There’s a reasonable argument that the Union should have pitched a shutout, given how dominant the centerback pairing of Richie Marquez and Oguchi Onyewu were throughout and how omnipresent human vacuum Andre Blake was any time the ball made it anywhere near him.

And yet. At the end of the evening, instead of celebrating a victory, captain Alejandro Bedoya was issuing apology after apology on Twitter — the first for missing the penalty, the second for missing the mark on an attempted joke at Altidore’s expense.

As the Union prepare to seek their first victory of the season in Barney’s palace — excuse me, Orlando City Stadium — the question that Curtin and his staff will confront is simple.

Was this match all just bad luck, a few uncharacteristic mistakes poorly timed for maximum damage?

Or is there a mentality issue with the Union?

Because it all seems a little bit too familiar. Last season’s Union had a knack for inexplicably conceding points from superior positions too. Ken Tribbett wasn’t even in the 18 on Saturday, yet there were echoes of his mishit clearance in the playoff match in Rosenberry’s uncharacteristic lapse on the second Toronto goal.
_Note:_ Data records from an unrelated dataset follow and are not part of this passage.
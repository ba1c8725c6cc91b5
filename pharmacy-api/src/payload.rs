//! Sanitization of admin create/update bodies for catalog items.
//!
//! Bodies are read field by field from loosely typed JSON: a field of the
//! wrong type is treated as absent rather than failing the whole request.

use pharmacy::{
    ApiError, ProductKind,
    filtering::{sanitize_category, to_finite_number},
};
use serde::Deserialize;
use serde_json::Value;
use utoipa::ToSchema;

pub const MAX_NAME_LENGTH: usize = 200;
pub const MAX_DESCRIPTION_LENGTH: usize = 5000;
pub const MAX_IMAGE_URL_LENGTH: usize = 1024;
pub const MAX_TAGS: usize = 20;
pub const MAX_TAG_LENGTH: usize = 50;
pub const MAX_RATING: f64 = 5.0;

/// Create or update body for a catalog item. Every field is optional on the wire.
#[derive(Debug, Default, Deserialize, ToSchema)]
#[serde(rename_all = "camelCase")]
pub struct CatalogPayload {
    #[schema(value_type = Option<String>, example = "Vitamin C 1000mg")]
    pub name: Option<Value>,
    #[schema(value_type = Option<String>)]
    pub description: Option<Value>,
    #[schema(value_type = Option<String>)]
    pub generic_name: Option<Value>,
    #[schema(value_type = Option<String>, example = "Vitamins")]
    pub category: Option<Value>,
    #[schema(value_type = Option<f64>, example = 12.5)]
    pub price: Option<Value>,
    #[schema(value_type = Option<i32>, example = 40)]
    pub stock: Option<Value>,
    #[schema(value_type = Option<bool>)]
    pub in_stock: Option<Value>,
    #[schema(value_type = Option<f64>, example = 4.5)]
    pub rating: Option<Value>,
    #[schema(value_type = Option<String>, example = "https://cdn.example.com/vitamin-c.png")]
    pub image_url: Option<Value>,
    #[schema(value_type = Option<Vec<String>>)]
    pub tags: Option<Value>,
    /// Products only: `medicine` or `health`
    #[serde(rename = "type")]
    #[schema(value_type = Option<String>, example = "medicine")]
    pub kind: Option<Value>,
    /// Products only
    #[schema(value_type = Option<bool>)]
    pub prescription: Option<Value>,
}

/// A validated, complete catalog item ready to insert
#[derive(Debug, Clone, PartialEq)]
pub struct NewCatalogItem {
    pub name: String,
    pub description: String,
    pub generic_name: Option<String>,
    pub price: f64,
    pub category: String,
    pub image_url: Option<String>,
    pub in_stock: bool,
    pub stock: i32,
    pub tags: Vec<String>,
    pub rating: Option<f64>,
    pub kind: ProductKind,
    pub prescription: bool,
}

/// The usable fields of an update body
#[derive(Debug, Clone, Default, PartialEq)]
pub struct CatalogUpdate {
    pub name: Option<String>,
    pub description: Option<String>,
    pub generic_name: Option<String>,
    pub price: Option<f64>,
    pub category: Option<String>,
    pub image_url: Option<String>,
    pub in_stock: Option<bool>,
    pub stock: Option<i32>,
    pub tags: Option<Vec<String>>,
    pub rating: Option<f64>,
}

impl CatalogUpdate {
    #[must_use]
    pub fn is_empty(&self) -> bool {
        *self == Self::default()
    }
}

fn text(value: Option<&Value>, max: usize) -> Option<String> {
    let trimmed = value?.as_str()?.trim();
    Some(trimmed.chars().take(max).collect())
}

fn number(value: Option<&Value>) -> Option<f64> {
    match value? {
        Value::Number(n) => n.as_f64().filter(|n| n.is_finite()),
        Value::String(s) => to_finite_number(s),
        _ => None,
    }
}

fn flag(value: Option<&Value>) -> Option<bool> {
    value?.as_bool()
}

fn non_negative(n: f64) -> f64 {
    n.max(0.0)
}

#[allow(clippy::cast_possible_truncation)]
fn stock_count(n: f64) -> i32 {
    n.floor().clamp(0.0, f64::from(i32::MAX)) as i32
}

fn rating(n: f64) -> f64 {
    n.clamp(0.0, MAX_RATING)
}

fn image_url(value: Option<&Value>) -> Option<String> {
    let url = value?.as_str()?.trim();
    let lower = url.get(..8).unwrap_or(url).to_ascii_lowercase();
    let is_http = lower.starts_with("http://") || lower.starts_with("https://");
    (is_http && url.chars().count() <= MAX_IMAGE_URL_LENGTH).then(|| url.to_string())
}

fn tags(value: Option<&Value>) -> Option<Vec<String>> {
    let tags: Vec<String> = value?
        .as_array()?
        .iter()
        .filter_map(Value::as_str)
        .map(str::trim)
        .filter(|tag| !tag.is_empty())
        .take(MAX_TAGS)
        .map(|tag| tag.chars().take(MAX_TAG_LENGTH).collect())
        .collect();
    (!tags.is_empty()).then_some(tags)
}

fn category(value: Option<&Value>) -> Option<String> {
    sanitize_category(value?.as_str())
}

impl CatalogPayload {
    /// Validate a create body.
    ///
    /// # Errors
    ///
    /// Returns 400 "Missing or invalid required fields" when the name,
    /// description, price or category is missing or unusable.
    pub fn into_new_item(self) -> Result<NewCatalogItem, ApiError> {
        let name = text(self.name.as_ref(), MAX_NAME_LENGTH).filter(|s| !s.is_empty());
        let description =
            text(self.description.as_ref(), MAX_DESCRIPTION_LENGTH).filter(|s| !s.is_empty());
        let price = number(self.price.as_ref()).map(non_negative);
        let category = category(self.category.as_ref());

        let (Some(name), Some(description), Some(price), Some(category)) =
            (name, description, price, category)
        else {
            return Err(ApiError::bad_request("Missing or invalid required fields"));
        };

        let stock = number(self.stock.as_ref()).map_or(0, stock_count);
        Ok(NewCatalogItem {
            name,
            description,
            generic_name: text(self.generic_name.as_ref(), MAX_NAME_LENGTH),
            price,
            category,
            image_url: image_url(self.image_url.as_ref()),
            in_stock: flag(self.in_stock.as_ref()).unwrap_or(stock > 0),
            stock,
            tags: tags(self.tags.as_ref()).unwrap_or_default(),
            rating: number(self.rating.as_ref()).map(rating),
            kind: self
                .kind
                .as_ref()
                .and_then(Value::as_str)
                .and_then(ProductKind::from_wire)
                .unwrap_or(ProductKind::Medicine),
            prescription: flag(self.prescription.as_ref()).unwrap_or(false),
        })
    }

    /// Validate an update body.
    ///
    /// # Errors
    ///
    /// Returns 400 "No valid fields to update" when nothing usable remains.
    pub fn into_update(self) -> Result<CatalogUpdate, ApiError> {
        let update = CatalogUpdate {
            name: text(self.name.as_ref(), MAX_NAME_LENGTH),
            description: text(self.description.as_ref(), MAX_DESCRIPTION_LENGTH),
            generic_name: text(self.generic_name.as_ref(), MAX_NAME_LENGTH),
            price: number(self.price.as_ref()).map(non_negative),
            category: category(self.category.as_ref()),
            image_url: image_url(self.image_url.as_ref()),
            in_stock: flag(self.in_stock.as_ref()),
            stock: number(self.stock.as_ref()).map(stock_count),
            tags: tags(self.tags.as_ref()),
            rating: number(self.rating.as_ref()).map(rating),
        };
        if update.is_empty() {
            return Err(ApiError::bad_request("No valid fields to update"));
        }
        Ok(update)
    }
}

#[cfg(test)]
mod tests {
    use super::*;
    use axum::http::StatusCode;
    use serde_json::json;

    fn payload(body: Value) -> CatalogPayload {
        serde_json::from_value(body).unwrap()
    }

    fn valid_body() -> Value {
        json!({
            "name": "  Vitamin C  ",
            "description": "Immune support",
            "price": "12.5",
            "category": "Vitamins"
        })
    }

    #[test]
    fn test_minimal_create() {
        let item = payload(valid_body()).into_new_item().unwrap();
        assert_eq!(item.name, "Vitamin C");
        assert!((item.price - 12.5).abs() < f64::EPSILON);
        assert_eq!(item.category, "Vitamins");
        assert_eq!(item.stock, 0);
        assert!(!item.in_stock, "in_stock follows stock when not given");
        assert!(item.tags.is_empty());
        assert_eq!(item.rating, None);
        assert_eq!(item.kind, ProductKind::Medicine);
        assert!(!item.prescription);
    }

    #[test]
    fn test_create_clamps_and_truncates() {
        let mut body = valid_body();
        body["name"] = json!("N".repeat(500));
        body["price"] = json!(-3);
        body["stock"] = json!(7.9);
        body["rating"] = json!(11);
        body["imageUrl"] = json!(" HTTPS://cdn.example.com/a.png ");
        body["tags"] = json!(["  a ", "", 5, "t".repeat(80), "b", "c", "d", "e", "f", "g", "h", "i", "j", "k", "l", "m", "n", "o", "p", "q", "r", "s", "t"]);
        body["type"] = json!("health");
        body["prescription"] = json!(true);

        let item = payload(body).into_new_item().unwrap();
        assert_eq!(item.name.chars().count(), MAX_NAME_LENGTH);
        assert!(item.price.abs() < f64::EPSILON);
        assert_eq!(item.stock, 7);
        assert!(item.in_stock);
        assert_eq!(item.rating, Some(5.0));
        assert_eq!(item.image_url.as_deref(), Some("HTTPS://cdn.example.com/a.png"));
        assert_eq!(item.tags.len(), MAX_TAGS);
        assert_eq!(item.tags[0], "a");
        assert_eq!(item.tags[1].chars().count(), MAX_TAG_LENGTH);
        assert_eq!(item.kind, ProductKind::Health);
        assert!(item.prescription);
    }

    #[test]
    fn test_create_rejects_missing_required_fields() {
        for field in ["name", "description", "price", "category"] {
            let mut body = valid_body();
            body.as_object_mut().unwrap().remove(field);
            let err = payload(body).into_new_item().unwrap_err();
            assert_eq!(err.status_code(), StatusCode::BAD_REQUEST, "missing {field}");
            assert_eq!(err.user_message(), "Missing or invalid required fields");
        }
    }

    #[test]
    fn test_create_rejects_invalid_required_fields() {
        let cases = [
            ("name", json!("   ")),
            ("name", json!(42)),
            ("price", json!("free")),
            ("price", json!(null)),
            ("category", json!("all")),
            ("category", json!("<b>Vitamins</b>")),
        ];
        for (field, value) in cases {
            let mut body = valid_body();
            body[field] = value.clone();
            assert!(payload(body).into_new_item().is_err(), "{field} = {value}");
        }
    }

    #[test]
    fn test_image_url_must_be_http() {
        let mut body = valid_body();
        body["imageUrl"] = json!("javascript:alert(1)");
        assert_eq!(payload(body).into_new_item().unwrap().image_url, None);

        let mut body = valid_body();
        body["imageUrl"] = json!(format!("https://x.io/{}", "a".repeat(1100)));
        assert_eq!(payload(body).into_new_item().unwrap().image_url, None);
    }

    #[test]
    fn test_explicit_in_stock_wins() {
        let mut body = valid_body();
        body["stock"] = json!(10);
        body["inStock"] = json!(false);
        assert!(!payload(body).into_new_item().unwrap().in_stock);
    }

    #[test]
    fn test_update_keeps_only_usable_fields() {
        let update = payload(json!({
            "price": 9,
            "category": "<script>",
            "inStock": "yes",
            "tags": []
        }))
        .into_update()
        .unwrap();
        assert_eq!(update, CatalogUpdate { price: Some(9.0), ..CatalogUpdate::default() });
    }

    #[test]
    fn test_update_with_nothing_usable_fails() {
        for body in [json!({}), json!({ "category": "all", "price": "n/a", "imageUrl": "ftp://x" })] {
            let err = payload(body).into_update().unwrap_err();
            assert_eq!(err.status_code(), StatusCode::BAD_REQUEST);
            assert_eq!(err.user_message(), "No valid fields to update");
        }
    }
}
There is a sense of fragility any time the Union hold a lead — one of the reasons why last week’s drama-free draw in Vancouver stood out as a pleasant surprise.

On the other hand, if it’s a mentality issue, then how do you explain the second goal?
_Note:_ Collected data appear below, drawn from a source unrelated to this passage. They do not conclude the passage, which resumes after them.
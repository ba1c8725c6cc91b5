use axum::{
    Json,
    extract::{Path, State},
    http::StatusCode,
};
use chrono::Utc;
use pharmacy::{
    ApiError, ErrorResponse, JsonBody, ListParams, ListQuery, ListResponse, list_resource,
    filtering::parse_product_kind,
};
use sea_orm::{ActiveModelTrait, ColumnTrait, EntityTrait, QueryFilter, QuerySelect, Set};
use utoipa_axum::{router::OpenApiRouter, routes};
use uuid::Uuid;

use super::parse_id;
use crate::{
    auth::AdminUser,
    entities::{TagList, product},
    payload::{CatalogPayload, NewCatalogItem},
    resources::ProductResource,
    state::AppState,
};

pub fn router(state: &AppState) -> OpenApiRouter {
    OpenApiRouter::new()
        .routes(routes!(list_products, create_product))
        .routes(routes!(product_categories))
        .routes(routes!(get_product))
        .with_state(state.clone())
}

#[utoipa::path(
    get,
    path = "/",
    tag = "products",
    params(ListQuery),
    responses(
        (status = OK, description = "One page of products", body = ListResponse<product::Model>),
        (status = INTERNAL_SERVER_ERROR, description = "Server error", body = ErrorResponse)
    ),
    summary = "List products",
    description = "Filterable by `type`, `category`, `inStock`, `prescription`, `q` (name or generic name) and `priceMin`/`priceMax`. Malformed filter values are ignored."
)]
pub async fn list_products(
    State(state): State<AppState>,
    ListParams(query): ListParams,
) -> Result<Json<ListResponse<product::Model>>, ApiError> {
    Ok(Json(list_resource::<ProductResource>(&state.db, &query).await?))
}

#[utoipa::path(
    get,
    path = "/categories",
    tag = "products",
    params(("type" = Option<String>, Query, description = "`medicine` or `health`")),
    responses(
        (status = OK, description = "Distinct categories, ascending", body = [String]),
        (status = INTERNAL_SERVER_ERROR, description = "Server error", body = ErrorResponse)
    ),
    summary = "List product categories"
)]
pub async fn product_categories(
    State(state): State<AppState>,
    ListParams(query): ListParams,
) -> Result<Json<Vec<String>>, ApiError> {
    let mut select = product::Entity::find()
        .select_only()
        .column(product::Column::Category)
        .distinct();
    if let Some(kind) = parse_product_kind(query.kind.as_deref()) {
        select = select.filter(product::Column::Kind.eq(kind));
    }

    let mut categories: Vec<String> = select.into_tuple().all(&state.db).await?;
    categories.sort();
    Ok(Json(categories))
}

#[utoipa::path(
    get,
    path = "/{id}",
    tag = "products",
    params(("id" = String, Path, description = "Product id (UUID)")),
    responses(
        (status = OK, description = "The product", body = product::Model),
        (status = BAD_REQUEST, description = "Malformed id", body = ErrorResponse),
        (status = NOT_FOUND, description = "No such product", body = ErrorResponse)
    ),
    summary = "Get one product"
)]
pub async fn get_product(
    State(state): State<AppState>,
    Path(id): Path<String>,
) -> Result<Json<product::Model>, ApiError> {
    let id = parse_id(&id)?;
    let product = product::Entity::find_by_id(id)
        .one(&state.db)
        .await?
        .ok_or_else(ApiError::not_found)?;
    Ok(Json(product))
}

fn new_product(item: NewCatalogItem) -> product::ActiveModel {
    let now = Utc::now();
    product::ActiveModel {
        id: Set(Uuid::new_v4()),
        name: Set(item.name),
        description: Set(item.description),
        generic_name: Set(item.generic_name),
        price: Set(item.price),
        kind: Set(item.kind),
        category: Set(item.category),
        tags: Set(TagList(item.tags)),
        image_url: Set(item.image_url),
        in_stock: Set(item.in_stock),
        stock: Set(item.stock),
        prescription: Set(item.prescription),
        rating: Set(item.rating.unwrap_or_default()),
        created_at: Set(now),
        updated_at: Set(now),
    }
}

#[utoipa::path(
    post,
    path = "/",
    tag = "products",
    request_body = CatalogPayload,
    security(("bearer" = [])),
    responses(
        (status = CREATED, description = "Product created", body = product::Model),
        (status = BAD_REQUEST, description = "Missing or invalid required fields", body = ErrorResponse),
        (status = UNAUTHORIZED, description = "Missing or invalid token", body = ErrorResponse),
        (status = FORBIDDEN, description = "Not an admin", body = ErrorResponse)
    ),
    summary = "Create a product (admin)"
)]
pub async fn create_product(
    State(state): State<AppState>,
    AdminUser(admin): AdminUser,
    JsonBody(payload): JsonBody<CatalogPayload>,
) -> Result<(StatusCode, Json<product::Model>), ApiError> {
    let item = payload.into_new_item()?;
    let created = new_product(item).insert(&state.db).await?;
    tracing::info!(id = %created.id, admin = %admin.id, "Product created");
    Ok((StatusCode::CREATED, Json(created)))
}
Rather than rolling over and playing dead, the Union went on the offensive. A silky ball from Fabian Herbers and a perfect run from C.J. Sapong — not usually known for his clever movement — parted the Toronto defense like the Red Sea, and Sapong’s easy touch drowned the stranded Clint Irwin like Pharaoh.

Even Sapong’s reaction signaled a certain maturity. The guy hasn’t scored in a hundred years and had competition brought in during the offseason to supplant him. And yet, after one long roar, he’s simply high-fiving his teammates and heading back to restart the match. After the game, Sapong talked about how strong his relationship is with Jay Simpson and how he’s looking to learn from the new man.

When you look at the squad as a whole, there shouldn’t be any questions about mentality. The team’s spine — Simpson, Bedoya, Medunjanin, Onyewu, and Blake — are all veterans, national team starters, or both. The young players, on the whole, seem composed beyond their years. Talk to anyone around the team, and they’ll tell you that this locker room is about as focused and professional as they come.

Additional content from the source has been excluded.